5レースとも、1〜5番人気までを抑えて31万2500円のパターンを買い、残り19万弱は予想を混ぜながらいい感じに散らして買うことにした。
本当に締め切り直前まで、そう考えていた。
しかし、19万弱分の予想をしていると、やはりどうかんがえても「こいつは間違いなく来る」という馬が出てくる。
こういうとき、へんな色気を出すと絶対負ける。これまでの経験で、嫌というほどわかってる。
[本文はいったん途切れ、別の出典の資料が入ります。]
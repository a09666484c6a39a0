pub mod read_stream;
pub mod resource_info;

pub use read_stream::ReadStream;
pub use resource_info::ResourceInfo;
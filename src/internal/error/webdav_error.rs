//! 客户端对外唯一的错误类型。
//!
//! 每个变体都带着操作名与路径，方便排查；调用方通过 [`WebDavError::kind`] 做分支。

use reqwest::StatusCode;
use thiserror::Error;

use super::error_kind::{classify_status, ErrorKind};
use super::transport_error::TransportError;

#[derive(Debug, Error)]
pub enum WebDavError {
    #[error("{operation} {path} 失败: HTTP {status}")]
    Status {
        operation: &'static str,
        path: String,
        status: StatusCode,
    },

    #[error("{operation} {path} 失败: 资源不存在")]
    NotFound {
        operation: &'static str,
        path: String,
    },

    #[error("{operation} {path} 响应格式异常: {message}")]
    Protocol {
        operation: &'static str,
        path: String,
        message: String,
    },

    #[error("{operation} {path} 网络请求失败: {source}")]
    Transport {
        operation: &'static str,
        path: String,
        #[source]
        source: TransportError,
    },

    #[error("请求已被取消")]
    Cancelled,

    #[error("请求超过截止时间")]
    DeadlineExceeded,

    #[error("URL 格式错误: {0}")]
    InvalidUrl(String),

    #[error("请求头不合法: {0}")]
    InvalidHeader(String),

    #[error("HTTP 客户端初始化失败: {0}")]
    ClientInit(String),
}

impl WebDavError {
    pub(crate) fn status(
        operation: &'static str,
        path: &str,
        status: StatusCode,
    ) -> Self {
        WebDavError::Status {
            operation,
            path: path.to_string(),
            status,
        }
    }

    pub(crate) fn protocol(
        operation: &'static str,
        path: &str,
        message: impl Into<String>,
    ) -> Self {
        WebDavError::Protocol {
            operation,
            path: path.to_string(),
            message: message.into(),
        }
    }

    pub fn kind(&self) -> ErrorKind {
        match self {
            WebDavError::Status { status, .. } => classify_status(*status),
            WebDavError::NotFound { .. } => ErrorKind::NotFound,
            WebDavError::Protocol { .. } => ErrorKind::Protocol,
            WebDavError::Transport { .. }
            | WebDavError::Cancelled
            | WebDavError::DeadlineExceeded => ErrorKind::Transport,
            WebDavError::InvalidUrl(_)
            | WebDavError::InvalidHeader(_)
            | WebDavError::ClientInit(_) => ErrorKind::InvalidInput,
        }
    }

    /// 服务端返回的原始状态码（若有）。
    pub fn status_code(&self) -> Option<StatusCode> {
        match self {
            WebDavError::Status { status, .. } => Some(*status),
            _ => None,
        }
    }

    /// 出错的远程路径（若有）。
    pub fn path(&self) -> Option<&str> {
        match self {
            WebDavError::Status { path, .. }
            | WebDavError::NotFound { path, .. }
            | WebDavError::Protocol { path, .. }
            | WebDavError::Transport { path, .. } => Some(path),
            _ => None,
        }
    }

    pub fn is_not_found(&self) -> bool {
        self.kind() == ErrorKind::NotFound
    }

    pub fn is_conflict(&self) -> bool {
        self.kind() == ErrorKind::Conflict
    }

    pub fn is_cancelled(&self) -> bool {
        matches!(self, WebDavError::Cancelled)
    }

    pub fn is_timeout(&self) -> bool {
        match self {
            WebDavError::DeadlineExceeded => true,
            WebDavError::Transport { source, .. } => source.is_timeout(),
            _ => false,
        }
    }
}

/// 判断错误是否表示“资源不存在”。
pub fn is_not_found(err: &WebDavError) -> bool {
    err.is_not_found()
}

/// `ReadStream` 转成 `AsyncRead` 时需要 io::Error
impl From<WebDavError> for std::io::Error {
    fn from(err: WebDavError) -> Self {
        let kind = match err.kind() {
            ErrorKind::NotFound => std::io::ErrorKind::NotFound,
            ErrorKind::Forbidden | ErrorKind::Unauthorized => {
                std::io::ErrorKind::PermissionDenied
            }
            ErrorKind::InvalidInput => std::io::ErrorKind::InvalidInput,
            ErrorKind::Protocol => std::io::ErrorKind::InvalidData,
            _ if err.is_timeout() => std::io::ErrorKind::TimedOut,
            ErrorKind::Transport if err.is_cancelled() => {
                std::io::ErrorKind::Interrupted
            }
            _ => std::io::ErrorKind::Other,
        };
        std::io::Error::new(kind, err)
    }
}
すでに何百万も負けてるのに、どうして無駄に予想なんかするのか。
結局、5レースのうち、1レースは2頭で固定し、残りの4レースを1〜5番人気を買うことに。
こうすることで、5×5×5×5×2=1250通り、すなわち12万5000円となり、大分金額が減る。
残りの37万5000円で、大穴も混ぜながら、夢を買おう。
今思うと、本当にここは大きな分岐点だったと思う。
良いか悪いかはわからないが、ここで初志貫徹しておけば、借金をチャラにできたのだ。
そう、結果はもちろん、ハズレ。
5レース全て、5番人気以内で決まった。
2頭に絞ったあのレースは、きっちりその2頭以外で決まった。
全て5番人気以内で決まったにも関わらず、400万以上ついた。
2頭が飛んだあのレースが終わった後、しばらく呆然としていた。
なんでこうなるんだ。
唯一絞ったレースで、きっちり読みを外した。
大きな勝負をして外すと、しばらくやる気がなくなる。
本当に心の底からアホらしくなり、つまらなくなる。
このときもそうだった。
そうだった、はずなのに。
また借金が50万増え、最後の勝負にも負け、潔く諦めればよかったのに。
翌週、気がつくと当然のようにまた金を借りて、競馬に勤しんでいた。
こうして、せっかく一つにまとめた借金は、また増えていき、気がつくと総量規制ギリギリまでになっていた。
またもや、立ち直りチャンスをふいにしてしまったのだ。